WORK TASK – Copy each line of the records that includes "RegularLatLon".

DATA SUPPLIED –

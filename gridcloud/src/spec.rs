/*
* Licensed to Elasticsearch B.V. under one or more contributor
* license agreements. See the NOTICE file distributed with
* this work for additional information regarding copyright
* ownership. Elasticsearch B.V. licenses this file to you under
* the Apache License, Version 2.0 (the "License"); you may
* not use this file except in compliance with the License.
* You may obtain a copy of the License at
*
*  http://www.apache.org/licenses/LICENSE-2.0
*
* Unless required by applicable law or agreed to in writing,
* software distributed under the License is distributed on an
* "AS IS" BASIS, WITHOUT WARRANTIES OR CONDITIONS OF ANY
* KIND, either express or implied.  See the License for the
* specific language governing permissions and limitations
* under the License.
*/

//! Serialisable grid descriptions.
//!
//! A [`GridSpec`] names a layout and the parameters that layout needs. Which fields are
//! required depends on `grid_type`:
//!
//! | grid_type | needs |
//! |---|---|
//! | `regular_ll` | `ni` and `nj`, or `increments` |
//! | `reduced_gg` | `n`, `pl` |
//! | `octahedral` | `n` |
//! | `reduced_ll` | `pl` |
//! | `reduced` | `pl`, `latitudes` |
//! | `healpix` | `nside`, optional `ordering` (ring by default) |
//! | `unstructured` | `points` |
//!
//! An optional `bbox` crops every layout except `regular_ll`, where it is the grid's area.

use crate::bbox::BoundingBox;
use crate::errors::*;
use crate::grids::*;
use crate::iterator::{ComposedIterator, IteratorComposer};
use crate::points::LatLon;
use crate::projection::{Projection, ProjectionSpec, Rotation, Rounding};
use core_geogrid::PixelOrdering;
use serde::{Deserialize, Serialize};

/// Rotated pole parameters
#[derive(Copy, Clone, Debug, PartialEq, Serialize, Deserialize)]
pub struct RotationSpec {
    ///
    pub south_pole_lat: f64,
    ///
    pub south_pole_lon: f64,
    ///
    #[serde(default)]
    pub angle: f64,
}

/// Grid increments in degrees
#[derive(Copy, Clone, Debug, PartialEq, Serialize, Deserialize)]
pub struct Increments {
    ///
    pub west_east: f64,
    ///
    pub south_north: f64,
}

/// A grid description. See the module docs for which fields each `grid_type` reads.
#[derive(Clone, Debug, PartialEq, Serialize, Deserialize)]
pub struct GridSpec {
    ///
    pub grid_type: GridType,
    ///
    #[serde(default, skip_serializing_if = "Option::is_none")]
    pub ni: Option<usize>,
    ///
    #[serde(default, skip_serializing_if = "Option::is_none")]
    pub nj: Option<usize>,
    /// Gaussian number, latitudes between pole and equator
    #[serde(default, skip_serializing_if = "Option::is_none")]
    pub n: Option<usize>,
    ///
    #[serde(default, skip_serializing_if = "Option::is_none")]
    pub nside: Option<i64>,
    ///
    #[serde(default, skip_serializing_if = "Option::is_none")]
    pub ordering: Option<PixelOrdering>,
    ///
    #[serde(default, skip_serializing_if = "Option::is_none")]
    pub bbox: Option<BoundingBox>,
    ///
    #[serde(default, skip_serializing_if = "Option::is_none")]
    pub rotation: Option<RotationSpec>,
    /// Decimals kept on output coordinates
    #[serde(default, skip_serializing_if = "Option::is_none")]
    pub precision: Option<u32>,
    ///
    #[serde(default, skip_serializing_if = "Option::is_none")]
    pub increments: Option<Increments>,
    /// Points per row
    #[serde(default, skip_serializing_if = "Option::is_none")]
    pub pl: Option<Vec<usize>>,
    /// Row latitudes for hand-made reduced grids
    #[serde(default, skip_serializing_if = "Option::is_none")]
    pub latitudes: Option<Vec<f64>>,
    /// Points of an unstructured grid
    #[serde(default, skip_serializing_if = "Option::is_none")]
    pub points: Option<Vec<LatLon>>,
    /// Extra projections, run after the rotation
    #[serde(default, skip_serializing_if = "Vec::is_empty")]
    pub projections: Vec<ProjectionSpec>,
}

impl GridSpec {
    /// A description with only the layout set.
    pub fn new(grid_type: GridType) -> GridSpec {
        GridSpec {
            grid_type,
            ni: None,
            nj: None,
            n: None,
            nside: None,
            ordering: None,
            bbox: None,
            rotation: None,
            precision: None,
            increments: None,
            pl: None,
            latitudes: None,
            points: None,
            projections: Vec::new(),
        }
    }

    /// `ni` by `nj` regular lat/lon
    pub fn regular(ni: usize, nj: usize) -> GridSpec {
        GridSpec {
            ni: Some(ni),
            nj: Some(nj),
            ..GridSpec::new(GridType::RegularLatLon)
        }
    }

    /// Regular lat/lon by increments
    pub fn regular_increments(west_east: f64, south_north: f64) -> GridSpec {
        GridSpec {
            increments: Some(Increments {
                west_east,
                south_north,
            }),
            ..GridSpec::new(GridType::RegularLatLon)
        }
    }

    /// Classic reduced Gaussian
    pub fn reduced_gg(n: usize, pl: Vec<usize>) -> GridSpec {
        GridSpec {
            n: Some(n),
            pl: Some(pl),
            ..GridSpec::new(GridType::ReducedGaussian)
        }
    }

    /// Octahedral reduced Gaussian
    pub fn octahedral(n: usize) -> GridSpec {
        GridSpec {
            n: Some(n),
            ..GridSpec::new(GridType::Octahedral)
        }
    }

    /// Reduced lat/lon
    pub fn reduced_ll(pl: Vec<usize>) -> GridSpec {
        GridSpec {
            pl: Some(pl),
            ..GridSpec::new(GridType::ReducedLatLon)
        }
    }

    /// HEALPix
    pub fn healpix(nside: i64, ordering: PixelOrdering) -> GridSpec {
        GridSpec {
            nside: Some(nside),
            ordering: Some(ordering),
            ..GridSpec::new(GridType::Healpix)
        }
    }

    /// A list of points
    pub fn unstructured(points: Vec<LatLon>) -> GridSpec {
        GridSpec {
            points: Some(points),
            ..GridSpec::new(GridType::Unstructured)
        }
    }

    /// Sets the area
    pub fn with_bbox(mut self, bbox: BoundingBox) -> Self {
        self.bbox = Some(bbox);
        self
    }

    /// Sets a rotated pole
    pub fn with_rotation(mut self, south_pole_lat: f64, south_pole_lon: f64, angle: f64) -> Self {
        self.rotation = Some(RotationSpec {
            south_pole_lat,
            south_pole_lon,
            angle,
        });
        self
    }

    /// Sets the output precision
    pub fn with_precision(mut self, decimals: u32) -> Self {
        self.precision = Some(decimals);
        self
    }

    /// Appends a projection
    pub fn with_projection(mut self, projection: ProjectionSpec) -> Self {
        self.projections.push(projection);
        self
    }

    /// The JSON form. Field order is fixed by the struct, so equal specs give equal text.
    pub fn to_json(&self) -> GridResult<String> {
        serde_json::to_string(self).map_err(|_| {
            GridError::ParsingError(ParsingError::RegularParsingError(
                "unable to serialise grid spec",
            ))
        })
    }

    /// Reads the JSON form back.
    pub fn from_json(json: &str) -> GridResult<GridSpec> {
        serde_json::from_str(json).map_err(|_| {
            GridError::ParsingError(ParsingError::RegularParsingError(
                "unable to parse grid spec json",
            ))
        })
    }

    fn checked_bbox(&self) -> GridResult<Option<BoundingBox>> {
        match &self.bbox {
            Some(b) => Ok(Some(BoundingBox::new(
                b.north(),
                b.west(),
                b.south(),
                b.east(),
            )?)),
            None => Ok(None),
        }
    }

    /// The projections every point goes through: rotation, then the listed projections,
    /// then rounding to `precision`.
    pub fn projections(&self) -> GridResult<Vec<Box<dyn Projection>>> {
        let mut projections: Vec<Box<dyn Projection>> = Vec::new();
        if let Some(r) = &self.rotation {
            projections.push(Box::new(Rotation::new(
                r.south_pole_lat,
                r.south_pole_lon,
                r.angle,
            )));
        }
        for p in &self.projections {
            projections.push(p.build()?);
        }
        if let Some(decimals) = self.precision {
            projections.push(Box::new(Rounding::new(decimals)));
        }
        Ok(projections)
    }

    /// The points of `grid`, which should be built from this spec, through
    /// [`GridSpec::projections`].
    pub fn iter<'a>(&self, grid: &'a Grid) -> GridResult<ComposedIterator<'a>> {
        Ok(self
            .projections()?
            .into_iter()
            .fold(IteratorComposer::new(grid.scanner()), |c, p| c.then_boxed(p))
            .build())
    }
}

fn required<T: Clone>(value: &Option<T>, name: &'static str) -> GridResult<T> {
    value
        .clone()
        .ok_or(GridError::ConfigError(ConfigError::MissingParameter(name)))
}

impl Grid {
    /// Lays out the grid a spec describes.
    pub fn from_spec(spec: &GridSpec) -> GridResult<Grid> {
        let bbox = spec.checked_bbox()?;
        let grid: Grid = match spec.grid_type {
            GridType::RegularLatLon => {
                let area = bbox.unwrap_or_else(BoundingBox::global);
                let grid = match spec.increments {
                    Some(inc) => RegularGrid::from_increments(area, inc.west_east, inc.south_north)?,
                    None => RegularGrid::new(area, required(&spec.ni, "ni")?, required(&spec.nj, "nj")?)?,
                };
                return Ok(grid.into());
            }
            GridType::ReducedGaussian => {
                ReducedGrid::classic_gaussian(required(&spec.n, "n")?, required(&spec.pl, "pl")?)?.into()
            }
            GridType::Octahedral => ReducedGrid::octahedral(required(&spec.n, "n")?)?.into(),
            GridType::ReducedLatLon => ReducedGrid::reduced_ll(required(&spec.pl, "pl")?)?.into(),
            GridType::Reduced => ReducedGrid::new(
                required(&spec.latitudes, "latitudes")?,
                required(&spec.pl, "pl")?,
            )?
            .into(),
            GridType::Healpix => HealpixGrid::new(
                required(&spec.nside, "nside")?,
                spec.ordering.unwrap_or(PixelOrdering::Ring),
            )?
            .into(),
            GridType::Unstructured => {
                UnstructuredGrid::new(required(&spec.points, "points")?).into()
            }
        };
        match bbox {
            Some(b) if !b.is_global() => grid.cropped(&b),
            _ => Ok(grid),
        }
    }
}

#[cfg(test)]
mod tests {
    use super::*;

    #[test]
    fn regular_from_spec() {
        let grid = Grid::from_spec(&GridSpec::regular(8, 4)).unwrap();
        assert_eq!(grid.size(), 32);
        assert_eq!(grid.grid_type(), GridType::RegularLatLon);
        let grid = Grid::from_spec(&GridSpec::regular_increments(1.0, 1.0)).unwrap();
        assert_eq!(grid.size(), 360 * 181);
    }

    #[test]
    fn missing_parameters_are_named() {
        let mut spec = GridSpec::regular(8, 4);
        spec.nj = None;
        match Grid::from_spec(&spec) {
            Err(GridError::ConfigError(ConfigError::MissingParameter(p))) => assert_eq!(p, "nj"),
            other => panic!("expected a missing parameter, got {:?}", other),
        }
        assert!(Grid::from_spec(&GridSpec::new(GridType::Healpix))
            .unwrap_err()
            .is_config_error());
    }

    #[test]
    fn bbox_crops_other_layouts() {
        let bbox = BoundingBox::new(90.0, 0.0, 0.0, 90.0).unwrap();
        let full = Grid::from_spec(&GridSpec::octahedral(16)).unwrap();
        let cropped = Grid::from_spec(&GridSpec::octahedral(16).with_bbox(bbox)).unwrap();
        assert!(cropped.size() < full.size());
        assert!(cropped.points().all(|p| bbox.contains(&p)));
    }

    #[test]
    fn malformed_bbox_is_caught() {
        let mut spec = GridSpec::octahedral(4);
        spec.bbox = Some(serde_json::from_str(r#"{"north":0,"west":0,"south":10,"east":20}"#).unwrap());
        assert!(Grid::from_spec(&spec).unwrap_err().is_config_error());
    }

    #[test]
    fn json_round_trip_is_stable() {
        let spec = GridSpec::healpix(8, PixelOrdering::Nest)
            .with_rotation(-40.0, 10.0, 0.0)
            .with_precision(4);
        let json = spec.to_json().unwrap();
        assert_eq!(GridSpec::from_json(&json).unwrap(), spec);
        assert_eq!(spec.clone().to_json().unwrap(), json);
        assert!(json.contains(r#""grid_type":"healpix""#));
        assert!(json.contains(r#""ordering":"nest""#));
    }

    #[test]
    fn iter_applies_rotation_then_precision() {
        let spec = GridSpec::unstructured(vec![LatLon::new(0.0, 0.0)])
            .with_rotation(-40.0, 10.0, 0.0)
            .with_precision(3);
        let grid = Grid::from_spec(&spec).unwrap();
        let points: Vec<LatLon> = spec.iter(&grid).unwrap().collect();
        assert_eq!(points[0].lat, 50.0);
        assert_eq!(points[0].lon, 10.0);
    }
}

OUTPUT FOR THIS TASK –
            ..GridSpec::new(GridType::RegularLatLon)
            ..GridSpec::new(GridType::RegularLatLon)
            GridType::RegularLatLon => {
        assert_eq!(grid.grid_type(), GridType::RegularLatLon);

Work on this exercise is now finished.